The cans or bottles which polyurethane resin comes in are hardly ever suitable for pouring small amounts from! .. instead decant amounts of both parts into plastic cups first if you need more fine-control while dosing. Cans for parts ‘A’ and ‘B’ are usually identical except for some labelling details, and with identical lids .. mark these ‘A’ and ‘B’ to avoid getting mixed up!
Easy-mixing 1:1 parts A and B (by weight, more accurate). Part A usually the ‘resin’ part, most often the lighter in colour and cloudier (usually because filled). Part B usually the ‘hardener’, darker and clearer. Different brands can be inter-mixable as long as the right parts are used (though make tests first).

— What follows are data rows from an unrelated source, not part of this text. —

//! End-to-end pipeline: distance table -> aggregation -> trained model ->
//! selection and explanation, with a real boosted-tree artifact.

use data_loader::{DistanceRecord, DistanceTable, Feature, LocationId, MODEL_INPUT_WIDTH, Side};
use engine::{ExplainerConfig, RecommendationEngine, candidate_pool};
use match_model::{GbdtModel, ProbabilityModel};
use std::collections::BTreeSet;
use std::sync::Arc;

/// Artifact over the real 18-column schema with two stumps:
/// - Tree 0 rewards a high liked-side scene mean (f0 > 0.5 -> +2.0)
/// - Tree 1 penalizes a high disliked-side scene mean (f9 > 0.5 -> -1.0)
fn scene_artifact() -> String {
    let names: Vec<String> = Side::ALL
        .into_iter()
        .flat_map(|side| Feature::ALL.into_iter().map(move |f| side.qualified_name(f)))
        .collect();
    format!(
        "version=v4\n\
         num_class=1\n\
         max_feature_idx={}\n\
         objective=binary sigmoid:1\n\
         feature_names={}\n\
         \n\
         Tree=0\n\
         num_leaves=2\n\
         split_feature=0\n\
         threshold=0.5\n\
         decision_type=2\n\
         left_child=-1\n\
         right_child=-2\n\
         leaf_value=-2.0 2.0\n\
         \n\
         Tree=1\n\
         num_leaves=2\n\
         split_feature={}\n\
         threshold=0.5\n\
         decision_type=2\n\
         left_child=-1\n\
         right_child=-2\n\
         leaf_value=1.0 -1.0\n\
         \n\
         end of trees\n",
        MODEL_INPUT_WIDTH - 1,
        names.join(" "),
        Feature::COUNT,
    )
}

fn scene_record(a: &str, b: &str, scenes: f64) -> DistanceRecord {
    let mut values = [None; Feature::COUNT];
    values[Feature::Scenes.index()] = Some(scenes);
    DistanceRecord {
        a: a.to_string(),
        b: b.to_string(),
        region_a: "US".to_string(),
        region_b: "US".to_string(),
        values,
    }
}

fn set(items: &[&str]) -> BTreeSet<LocationId> {
    items.iter().map(|s| s.to_string()).collect()
}

fn build_engine(table: DistanceTable) -> RecommendationEngine {
    let model = GbdtModel::from_text(&scene_artifact()).expect("artifact parses");
    assert_eq!(model.num_features(), MODEL_INPUT_WIDTH);
    RecommendationEngine::new(Arc::new(table), Arc::new(model)).with_explainer(ExplainerConfig {
        seed: Some(1),
        ..ExplainerConfig::default()
    })
}

fn reference_table() -> DistanceTable {
    let mut table = DistanceTable::new();
    table.insert_record(scene_record("Denver", "Austin", 0.9));
    table.insert_record(scene_record("Denver", "Reno", 0.2));
    table.insert_record(scene_record("Portland", "Austin", 0.3));
    table.insert_record(scene_record("Portland", "Reno", 0.8));
    table
}

#[test]
fn test_best_candidate_wins_with_banded_confidence() {
    let engine = build_engine(reference_table());
    let pool = candidate_pool(engine.table(), &set(&["Austin"]), &set(&["Reno"]), None);
    assert_eq!(pool, set(&["Denver", "Portland"]));

    let rec = engine
        .recommend(&pool, &set(&["Austin"]), &set(&["Reno"]))
        .unwrap();

    // Denver: raw score 2.0 + 1.0 -> sigmoid(3) ~ 0.953 -> clamped to 95
    assert_eq!(rec.location, "Denver");
    assert_eq!(rec.confidence, 95);
    assert_eq!(rec.raw_distances.get("top_scenesDistance"), Some(&0.9));
    assert_eq!(rec.raw_distances.get("bottom_scenesDistance"), Some(&0.2));
}

#[test]
fn test_explanation_covers_the_present_slots() {
    let engine = build_engine(reference_table());
    let rec = engine
        .recommend(
            &set(&["Denver", "Portland"]),
            &set(&["Austin"]),
            &set(&["Reno"]),
        )
        .unwrap();

    assert_eq!(rec.explanation.len(), 2);
    // The liked-side scene mean sits right above the model's split and
    // dominates the local fit
    let top = rec
        .explanation
        .weight("mean_top_scenesDistance")
        .expect("liked-side term present");
    assert!(top > 0.0);
    assert!(rec.explanation.weight("mean_bottom_scenesDistance").is_some());
}

#[test]
fn test_swapping_preferences_swaps_the_winner() {
    let engine = build_engine(reference_table());
    let rec = engine
        .recommend(
            &set(&["Denver", "Portland"]),
            &set(&["Reno"]),
            &set(&["Austin"]),
        )
        .unwrap();
    // Portland: liked(Reno)=0.8 -> +2.0, disliked(Austin)=0.3 -> +1.0
    assert_eq!(rec.location, "Portland");
    assert_eq!(rec.confidence, 95);
}

#[test]
fn test_one_sided_preferences_still_score() {
    let mut table = DistanceTable::new();
    table.insert_record(scene_record("Denver", "Austin", 0.9));
    table.insert_record(scene_record("Portland", "Austin", 0.3));

    let engine = build_engine(table);
    let rec = engine
        .recommend(&set(&["Denver", "Portland"]), &set(&["Austin"]), &set(&[]))
        .unwrap();

    // Disliked-side slot is NaN; tree 1 routes through its default (left,
    // +1.0) rather than treating the gap as zero
    assert_eq!(rec.location, "Denver");
    assert_eq!(rec.confidence, 95);
    assert!(!rec.raw_distances.contains_key("bottom_scenesDistance"));
}

#[test]
fn test_disconnected_pool_degrades_to_flagged_random_pick() {
    let mut table = DistanceTable::new();
    table.insert_record(scene_record("Denver", "Portland", 0.5));

    let engine = build_engine(table);
    let rec = engine
        .recommend(&set(&["Denver", "Portland"]), &set(&["Austin"]), &set(&["Reno"]))
        .unwrap();

    assert!(["Denver", "Portland"].contains(&rec.location.as_str()));
    assert!((60..=95).contains(&rec.confidence));
    assert_eq!(rec.explanation.weight("random_recommendation"), Some(1.0));
    assert_eq!(rec.raw_distances.get("insufficient_data"), Some(&1.0));
}

#[test]
fn test_same_inputs_same_recommendation() {
    let run = || {
        build_engine(reference_table())
            .recommend(
                &set(&["Denver", "Portland"]),
                &set(&["Austin"]),
                &set(&["Reno"]),
            )
            .unwrap()
    };
    let a = run();
    let b = run();
    assert_eq!(a.location, b.location);
    assert_eq!(a.confidence, b.confidence);
    assert_eq!(a.explanation, b.explanation);
}
#[cfg(test)]
mod tests {
    use super::*;

    fn sigmoid(x: f64) -> f64 {
        1.0 / (1.0 + (-x).exp())
    }

    /// Two-feature artifact:
    /// - Tree 0: stump on f0, threshold 0.5, default left, leaves [-1.0, 1.0]
    /// - Tree 1: stump on f1, threshold 0.0, default right, leaves [0.5, -0.5]
    fn two_tree_artifact() -> &'static str {
        "num_class=1\n\
         max_feature_idx=1\n\
         objective=binary sigmoid:1\n\
         feature_names=f0 f1\n\
         \n\
         Tree=0\n\
         num_leaves=2\n\
         split_feature=0\n\
         threshold=0.5\n\
         decision_type=2\n\
         left_child=-1\n\
         right_child=-2\n\
         leaf_value=-1.0 1.0\n\
         \n\
         Tree=1\n\
         num_leaves=2\n\
         split_feature=1\n\
         threshold=0.0\n\
         decision_type=0\n\
         left_child=-1\n\
         right_child=-2\n\
         leaf_value=0.5 -0.5\n\
         \n\
         end of trees\n"
    }

    #[test]
    fn test_parse_metadata() {
        let model = GbdtModel::from_text(two_tree_artifact()).unwrap();
        assert_eq!(model.num_trees(), 2);
        assert_eq!(model.num_features(), 2);
        assert_eq!(model.feature_names(), &["f0".to_string(), "f1".to_string()]);
    }

    #[test]
    fn test_predict_sums_trees_through_sigmoid() {
        let model = GbdtModel::from_text(two_tree_artifact()).unwrap();

        // f0=0.2 <= 0.5 -> -1.0; f1=-1.0 <= 0.0 -> 0.5; raw = -0.5
        let p = model.predict(&[0.2, -1.0]);
        assert!((p - sigmoid(-0.5)).abs() < 1e-12);

        // f0=0.9 > 0.5 -> 1.0; f1=1.0 > 0.0 -> -0.5; raw = 0.5
        let p = model.predict(&[0.9, 1.0]);
        assert!((p - sigmoid(0.5)).abs() < 1e-12);
    }

    #[test]
    fn test_nan_routes_through_default_direction() {
        let model = GbdtModel::from_text(two_tree_artifact()).unwrap();

        // Tree 0 defaults left (-1.0), tree 1 defaults right (-0.5)
        let p = model.predict(&[f64::NAN, f64::NAN]);
        assert!((p - sigmoid(-1.5)).abs() < 1e-12);

        // NaN is not treated as zero: zero input takes the comparison path
        let p_zero = model.predict(&[0.0, 0.0]);
        assert!((p_zero - sigmoid(-0.5)).abs() < 1e-12);
        assert!((p - p_zero).abs() > 0.1);
    }

    #[test]
    fn test_sigmoid_coefficient_scales_raw_score() {
        let artifact = two_tree_artifact().replace("sigmoid:1", "sigmoid:2");
        let model = GbdtModel::from_text(&artifact).unwrap();
        let p = model.predict(&[0.9, 1.0]);
        assert!((p - sigmoid(1.0)).abs() < 1e-12);
    }

    #[test]
    fn test_single_leaf_tree() {
        let artifact = "num_class=1\n\
                        max_feature_idx=1\n\
                        objective=binary sigmoid:1\n\
                        Tree=0\n\
                        num_leaves=1\n\
                        leaf_value=0.3\n\
                        end of trees\n";
        let model = GbdtModel::from_text(artifact).unwrap();
        let p = model.predict(&[f64::NAN, 0.0]);
        assert!((p - sigmoid(0.3)).abs() < 1e-12);
    }

    #[test]
    fn test_multiclass_is_rejected() {
        let artifact = two_tree_artifact().replace("num_class=1", "num_class=3");
        assert!(matches!(
            GbdtModel::from_text(&artifact),
            Err(ModelError::Unsupported(_))
        ));
    }

    #[test]
    fn test_split_feature_out_of_range() {
        let artifact = two_tree_artifact().replace("split_feature=1", "split_feature=7");
        assert!(matches!(
            GbdtModel::from_text(&artifact),
            Err(ModelError::Parse { .. })
        ));
    }

    #[test]
    fn test_cyclic_child_links_are_rejected() {
        // Node 0 pointing back at itself passes the range check but would
        // loop forever at inference time
        let artifact = "num_class=1\n\
                        max_feature_idx=1\n\
                        objective=binary sigmoid:1\n\
                        Tree=0\n\
                        num_leaves=2\n\
                        split_feature=0\n\
                        threshold=0.5\n\
                        decision_type=2\n\
                        left_child=0\n\
                        right_child=-1\n\
                        leaf_value=-1.0 1.0\n\
                        end of trees\n";
        assert!(matches!(
            GbdtModel::from_text(artifact),
            Err(ModelError::Parse { .. })
        ));
    }

    #[test]
    fn test_leaf_count_mismatch() {
        let artifact = two_tree_artifact().replace("leaf_value=-1.0 1.0", "leaf_value=-1.0");
        assert!(matches!(
            GbdtModel::from_text(&artifact),
            Err(ModelError::Parse { .. })
        ));
    }

    #[test]
    fn test_empty_artifact_is_rejected() {
        assert!(GbdtModel::from_text("num_class=1\nmax_feature_idx=1\n").is_err());
    }

    #[test]
    fn test_unknown_keys_are_ignored() {
        let artifact = format!(
            "tree_sizes=120\n{}\nfeature_importances=f0=3 f1=1\n",
            two_tree_artifact()
        );
        // Trailing metadata after "end of trees" is skipped entirely
        assert!(GbdtModel::from_text(&artifact).is_ok());
    }
}
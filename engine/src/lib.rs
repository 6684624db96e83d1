// cexp — Composite expansion engine
//
// Library root. Expands composite components of a document into
// replacement subtrees and keeps them current with minimal patches.

pub mod array;
pub mod composite;
pub mod config;
pub mod diag;
pub mod diff;
pub mod document;
pub mod dot;
pub mod error;
pub mod id;
pub mod patch;
pub mod registry;
pub mod rng;
pub mod serialized;
pub mod shadow;
pub mod state;
pub mod value;
pub mod verify;

pub use config::EngineOptions;
pub use document::{Document, ExpansionReport};
pub use error::{ExpandError, Result};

Setting can be slowed (or cast more rubbery) by adding less than 1:1 hardener and vice versa. Working time also increased by storing in fridge. All PU resins (and rubbers) are moisture sensitive, conditions should be as dry as possible (some recommend only using mixing equipment of plastic, metal or glass even so that absorbed atmospheric moisture isn’t transferred).Some manufacturers emphasize need for ‘room size’ ventilation and warn against heat buildup in excess of 100C for large forms.
Mix using disposable plastic ‘party’ cups and hold the cup palming the bottom. Mix thoroughly but quickly and stop to pour as soon as there’s a hint of warmth from the cup. Small amounts should not need much more than about 10secs thorough mixing.
Uncured resin is not regular domestic waste and has to be taken to recycling!
Testing polyurethane resin before use
It’s worthwhile testing the resin either if newly bought or not used for a while, just to see whether it will behave as it’s supposed to. You’ll need to find this out first .. either from the info which comes with the product, or from the suppliers or the manufacturers websites. The following is a basic test of Sika’s Biresin G26 which was newly bought and which performed exactly as expected. If you are using G26 you can compare this directly or use it as a general guide because other polyurethane resins should be similar unless they’re marketed as having unusual properties.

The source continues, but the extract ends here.